All the terms and conditions should be carefully reviewed and understood – from the type of policy to how you choose to value your car and the excess you’ll have to pay - you need to be very clear on every single detail of your policy. In addition, you should know exactly what you're covered for and what you're not, as well as any conditions that will cause your insurance policy to be considered null and void. There are obvious deal-breakers such as driving under the influence of alcohol or drugs and taking prescription medications that clearly indicate driving or operating machinery is prohibited. If you have a decent amount of savings available to you and would like to cut your premiums – you could decide to agree to a higher excess. This, as mentioned before isn’t recommended for high-value cars as you’ll certainly end up paying more than sum of premiums. In conclusion, an older vehicle may be insured with a third party policy but new vehicles and unique, high-value or modified ones should always carry a fully comprehensive policy.
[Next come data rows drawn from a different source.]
//! Minimal SVG previews of geometries
//!
//! Layout follows the usual notebook preview: the geometry's envelope padded
//! by 4% of its widest side (or one unit around a lone point), a view box of
//! 100-300 px per side and a y-flip so north is up.

use super::measurements::bounds;
use geo::{Coord, Geometry, LineString, Polygon};
use std::fmt::Write;

const FILL: &str = "#66cc99";
const STROKE: &str = "#555555";
const PADDING: f64 = 0.04;

/// Render a standalone SVG document for `geom`
pub fn to_svg(geom: &Geometry<f64>) -> String {
    let Some(bbox) = bounds(geom) else {
        return r#"<svg xmlns="http://www.w3.org/2000/svg" />"#.to_string();
    };

    let (mut min_x, mut min_y, mut max_x, mut max_y) = (bbox.min_x, bbox.min_y, bbox.max_x, bbox.max_y);
    if min_x == max_x && min_y == max_y {
        min_x -= 1.0;
        min_y -= 1.0;
        max_x += 1.0;
        max_y += 1.0;
    } else {
        let pad = (max_x - min_x).max(max_y - min_y) * PADDING;
        min_x -= pad;
        min_y -= pad;
        max_x += pad;
        max_y += pad;
    }

    let dx = max_x - min_x;
    let dy = max_y - min_y;
    let width = dx.clamp(100.0, 300.0);
    let height = dy.clamp(100.0, 300.0);
    let scale = dx.max(dy) / width.max(height);

    let mut body = String::new();
    write_element(&mut body, geom, scale);

    format!(
        concat!(
            r#"<svg xmlns="http://www.w3.org/2000/svg" xmlns:xlink="http://www.w3.org/1999/xlink" "#,
            r#"width="{w}" height="{h}" viewBox="{x} {y} {dx} {dy}" preserveAspectRatio="xMinYMin meet">"#,
            r#"<g transform="matrix(1,0,0,-1,0,{flip})">{body}</g></svg>"#
        ),
        w = width,
        h = height,
        x = min_x,
        y = min_y,
        dx = dx,
        dy = dy,
        flip = max_y + min_y,
        body = body,
    )
}

fn points_attr(coords: impl Iterator<Item = Coord<f64>>) -> String {
    coords
        .map(|c| format!("{},{}", c.x, c.y))
        .collect::<Vec<_>>()
        .join(" ")
}

fn ring_path(out: &mut String, ring: &LineString<f64>) {
    for (i, c) in ring.coords().enumerate() {
        let cmd = if i == 0 { 'M' } else { 'L' };
        let _ = write!(out, "{} {},{} ", cmd, c.x, c.y);
    }
    out.push_str("z ");
}

fn polygon_element(out: &mut String, p: &Polygon<f64>, scale: f64) {
    let mut d = String::new();
    ring_path(&mut d, p.exterior());
    for hole in p.interiors() {
        ring_path(&mut d, hole);
    }
    let _ = write!(
        out,
        r#"<path fill-rule="evenodd" fill="{}" stroke="{}" stroke-width="{}" opacity="0.6" d="{}" />"#,
        FILL,
        STROKE,
        2.0 * scale,
        d.trim_end()
    );
}

fn line_element(out: &mut String, ls: &LineString<f64>, scale: f64) {
    let _ = write!(
        out,
        r#"<polyline fill="none" stroke="{}" stroke-width="{}" points="{}" opacity="0.8" />"#,
        FILL,
        2.0 * scale,
        points_attr(ls.coords().copied())
    );
}

fn point_element(out: &mut String, c: Coord<f64>, scale: f64) {
    let _ = write!(
        out,
        r#"<circle cx="{}" cy="{}" r="{}" stroke="{}" stroke-width="{}" fill="{}" opacity="0.6" />"#,
        c.x,
        c.y,
        3.0 * scale,
        STROKE,
        scale,
        FILL
    );
}

fn write_element(out: &mut String, geom: &Geometry<f64>, scale: f64) {
    match geom {
        Geometry::Point(p) => point_element(out, p.0, scale),
        Geometry::Line(l) => line_element(out, &LineString::from(vec![l.start, l.end]), scale),
        Geometry::LineString(ls) => line_element(out, ls, scale),
        Geometry::Polygon(p) => polygon_element(out, p, scale),
        Geometry::Rect(r) => polygon_element(out, &r.to_polygon(), scale),
        Geometry::Triangle(t) => polygon_element(out, &t.to_polygon(), scale),
        Geometry::MultiPoint(mp) => {
            out.push_str("<g>");
            mp.iter().for_each(|p| point_element(out, p.0, scale));
            out.push_str("</g>");
        }
        Geometry::MultiLineString(mls) => {
            out.push_str("<g>");
            mls.iter().for_each(|ls| line_element(out, ls, scale));
            out.push_str("</g>");
        }
        Geometry::MultiPolygon(mp) => {
            out.push_str("<g>");
            mp.iter().for_each(|p| polygon_element(out, p, scale));
            out.push_str("</g>");
        }
        Geometry::GeometryCollection(gc) => {
            out.push_str("<g>");
            gc.iter().for_each(|g| write_element(out, g, scale));
            out.push_str("</g>");
        }
    }
}

#[cfg(test)]
mod tests {
    use super::*;
    use geo::{point, polygon};

    #[test]
    fn point_gets_unit_padding() {
        let svg = to_svg(&point!(x: 0.0, y: 0.0).into());
        assert!(svg.contains(r#"viewBox="-1 -1 2 2""#));
        assert!(svg.contains("<circle cx=\"0\" cy=\"0\""));
    }

    #[test]
    fn polygon_with_hole_uses_evenodd_path() {
        let poly = polygon!(
            exterior: [(x: 0.0, y: 0.0), (x: 4.0, y: 0.0), (x: 4.0, y: 4.0), (x: 0.0, y: 4.0)],
            interiors: [[(x: 1.0, y: 1.0), (x: 3.0, y: 1.0), (x: 3.0, y: 3.0), (x: 1.0, y: 3.0)]],
        );
        let svg = to_svg(&poly.into());
        assert!(svg.starts_with("<svg"));
        assert!(svg.ends_with("</svg>"));
        assert!(svg.contains("fill-rule=\"evenodd\""));
        assert_eq!(svg.matches("M ").count(), 2);
    }
}
//! Synthetic elevation model: a noisy conical hill

use geomatica_core::raster::Raster;
use geomatica_core::{Error, GeoTransform, Result};
use ndarray::Array2;
use rand::SeedableRng;
use rand_chacha::ChaCha8Rng;
use rand_distr::{Distribution, Normal};

/// Shape of the synthetic hill
#[derive(Debug, Clone)]
pub struct SyntheticDemParams {
    /// Rows and columns
    pub size: usize,
    /// Elevation at the centre before noise
    pub peak: f64,
    /// Elevation lost per cell of distance from the centre
    pub falloff: f64,
    pub noise_sigma: f64,
    pub seed: u64,
}

impl Default for SyntheticDemParams {
    fn default() -> Self {
        Self {
            size: 100,
            peak: 100.0,
            falloff: 1.5,
            noise_sigma: 5.0,
            seed: 42,
        }
    }
}

/// `peak - falloff * distance_to_centre + N(0, sigma)`, negatives clamped to 0 (sea level).
///
/// Cells are 1 unit wide with the origin at the grid's top-left corner.
pub fn synthetic_dem(params: &SyntheticDemParams) -> Result<Raster<f64>> {
    if params.size == 0 {
        return Err(Error::InvalidDimensions {
            width: 0,
            height: 0,
        });
    }
    if !(params.noise_sigma.is_finite() && params.noise_sigma >= 0.0) {
        return Err(Error::InvalidParameter {
            name: "noise_sigma",
            value: params.noise_sigma.to_string(),
            reason: "must be finite and non-negative".into(),
        });
    }
    let noise = Normal::new(0.0, params.noise_sigma).map_err(|e| Error::InvalidParameter {
        name: "noise_sigma",
        value: params.noise_sigma.to_string(),
        reason: e.to_string(),
    })?;
    let mut rng = ChaCha8Rng::seed_from_u64(params.seed);

    let center = (params.size / 2) as f64;
    let data = Array2::from_shape_fn((params.size, params.size), |(i, j)| {
        let dist = (i as f64 - center).hypot(j as f64 - center);
        let z = params.peak - dist * params.falloff + noise.sample(&mut rng);
        z.max(0.0)
    });

    let mut dem = Raster::from_array(data);
    dem.set_transform(GeoTransform::new(0.0, params.size as f64, 1.0, -1.0));
    Ok(dem)
}

#[cfg(test)]
mod tests {
    use super::*;

    #[test]
    fn hill_is_seeded_and_non_negative() {
        let params = SyntheticDemParams::default();
        let a = synthetic_dem(&params).unwrap();
        let b = synthetic_dem(&params).unwrap();
        assert_eq!(a.shape(), (100, 100));
        assert_eq!(a.data(), b.data());

        let stats = a.statistics();
        assert!(stats.min.unwrap() >= 0.0);
        // Corners drop ~106 below the peak
        assert!(a.get(0, 0).unwrap() < 15.0);
        assert!(a.get(50, 50).unwrap() > 80.0);
    }

    #[test]
    fn noiseless_profile() {
        let params = SyntheticDemParams {
            size: 11,
            noise_sigma: 0.0,
            ..Default::default()
        };
        let dem = synthetic_dem(&params).unwrap();
        assert_eq!(dem.get(5, 5).unwrap(), 100.0);
        assert_eq!(dem.get(5, 9).unwrap(), 94.0);
    }

    #[test]
    fn rejects_bad_noise_sigma() {
        for sigma in [-5.0, f64::NAN, f64::INFINITY] {
            let params = SyntheticDemParams {
                noise_sigma: sigma,
                ..Default::default()
            };
            assert!(synthetic_dem(&params).is_err(), "sigma {} accepted", sigma);
        }
    }
}
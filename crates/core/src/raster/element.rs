//! Raster element trait for generic cell values

use num_traits::{NumCast, Zero};
use std::fmt::Debug;

/// Trait for types that can be stored in a raster cell.
pub trait RasterElement:
    Copy + Clone + Debug + PartialOrd + PartialEq + NumCast + Zero + Send + Sync + 'static
{
    /// No-data value used when a cell has nothing better to hold
    fn default_nodata() -> Self;

    /// Check if this value represents no-data
    fn is_nodata(&self, nodata: Option<Self>) -> bool;

    /// Convert self to f64
    fn to_f64(self) -> Option<f64> {
        NumCast::from(self)
    }

    /// Convert from f64, falling back to the default no-data value
    fn from_f64(value: f64) -> Self {
        NumCast::from(value).unwrap_or_else(Self::default_nodata)
    }
}

macro_rules! impl_raster_element_int {
    ($($t:ty),*) => {$(
        impl RasterElement for $t {
            fn default_nodata() -> Self {
                <$t>::MIN
            }

            fn is_nodata(&self, nodata: Option<Self>) -> bool {
                nodata == Some(*self)
            }
        }
    )*};
}

macro_rules! impl_raster_element_float {
    ($($t:ty),*) => {$(
        impl RasterElement for $t {
            fn default_nodata() -> Self {
                <$t>::NAN
            }

            fn is_nodata(&self, nodata: Option<Self>) -> bool {
                if self.is_nan() {
                    return true;
                }
                match nodata {
                    Some(nd) => (self - nd).abs() < <$t>::EPSILON * 100.0,
                    None => false,
                }
            }
        }
    )*};
}

impl_raster_element_int!(i8, i16, i32, i64, u8, u16, u32, u64);
impl_raster_element_float!(f32, f64);

#[cfg(test)]
mod tests {
    use super::*;

    #[test]
    fn float_nan_is_always_nodata() {
        assert!(f64::NAN.is_nodata(None));
        assert!(f32::NAN.is_nodata(Some(0.0)));
        assert!(!1.0f64.is_nodata(None));
    }

    #[test]
    fn int_nodata_needs_declared_value() {
        assert!(!0u8.is_nodata(None));
        assert!(0u8.is_nodata(Some(0)));
        assert!(!27u8.is_nodata(Some(0)));
    }

    #[test]
    fn from_f64_out_of_range_falls_back() {
        assert_eq!(u8::from_f64(300.0), u8::MIN);
        assert_eq!(u16::from_f64(1234.0), 1234);
        assert!(f32::from_f64(f64::NAN).is_nan());
    }
}
//! Network tests against public STAC catalogs.
//!
//! All tests are `#[ignore]`d. Run with:
//! `cargo test -p geomatica-cloud -- --ignored stac`

use geomatica_cloud::blocking::StacClientBlocking;
use geomatica_cloud::loader::LoadOptions;
use geomatica_cloud::{StacCatalog, StacClient, StacClientOptions, StacSearchParams};

/// The course area around Rancagua, January 2023.
fn course_search(collection: &str) -> StacSearchParams {
    StacSearchParams::new()
        .bbox(-71.399460, -34.366111, -70.633850, -34.084512)
        .datetime("2023-01-01/2023-01-31")
        .collections(&[collection])
        .max_cloud_cover(20.0)
        .limit(10)
}

#[tokio::test]
#[ignore]
async fn stac_planetary_computer_sentinel2() {
    let client = StacClient::new(StacCatalog::PlanetaryComputer, StacClientOptions::default())
        .expect("failed to create client");

    let items = client
        .search_nonempty(&course_search("sentinel-2-l2a"))
        .await
        .expect("search failed");

    for item in &items {
        println!(
            "  {} dt={} cc={:?} day={:?}",
            item.id,
            item.properties.datetime.as_deref().unwrap_or("-"),
            item.properties.eo_cloud_cover,
            item.solar_day()
        );
        assert!(item.properties.eo_cloud_cover.unwrap_or(0.0) < 20.0);
        assert!(item.asset("B04").is_some());
    }

    let signed = client
        .sign_href(&items[0].assets["B04"].href)
        .await
        .expect("signing failed");
    assert!(signed.contains("sig="), "signed href should carry a SAS token");
}

#[tokio::test]
#[ignore]
async fn stac_planetary_computer_landsat_platform_filter() {
    let client = StacClient::new(StacCatalog::PlanetaryComputer, StacClientOptions::default())
        .expect("failed to create client");

    let params = course_search("landsat-c2-l2").platforms(&["landsat-8", "landsat-9"]);
    let items = client.search_nonempty(&params).await.expect("search failed");

    for item in &items {
        let platform = item.properties.platform.as_deref().unwrap_or("");
        assert!(platform == "landsat-8" || platform == "landsat-9");
        let blue = item.asset("blue").expect("blue asset");
        assert!(blue.scale_offset().is_some(), "landsat assets declare raster:bands scaling");
    }
}

#[test]
#[ignore]
fn stac_blocking_load_small_window() {
    let client = StacClientBlocking::new(StacCatalog::PlanetaryComputer, StacClientOptions::default())
        .expect("failed to create client");
    let items = client
        .search_nonempty(&course_search("sentinel-2-l2a").limit(2))
        .expect("search failed");

    let options = LoadOptions {
        bands: vec!["B04".into()],
        bbox: geomatica_core::BBox::new(-70.75, -34.18, -70.74, -34.17),
        ..Default::default()
    };
    let stacks = client.load(&items[..1], &options).expect("load failed");
    let red = stacks[0].band("B04").expect("B04 loaded");
    let stats = red.raster.statistics();
    println!("B04 over the window: {}", stats);
    assert!(stats.valid_count > 0);
}

#[tokio::test]
#[ignore]
async fn stac_empty_search_is_an_error() {
    let client = StacClient::new(StacCatalog::PlanetaryComputer, StacClientOptions::default())
        .expect("failed to create client");
    let params = course_search("sentinel-2-l2a").datetime("1990-01-01/1990-01-02");
    let err = client.search_nonempty(&params).await.unwrap_err();
    assert_eq!(err.to_string(), "search returned no items");
}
Bear in mind that when you take out a car insurance policy you will also be offered a range of additional cover options, many of which may be important to you depending on your personal circumstances. One such additional coverage is road-side and breakdown assistance which, in the case of those who travel large distances or travel frequently is an absolute must. Other optional cover may include free car hire in the event that your vehicle is damaged and in for repairs and even excess-free window and windscreen cover or guaranteed no-claims bonuses which may not be the deciding factors when choosing an insurance provider or when deciding between the different policies but, it certainly doesn’t hurt.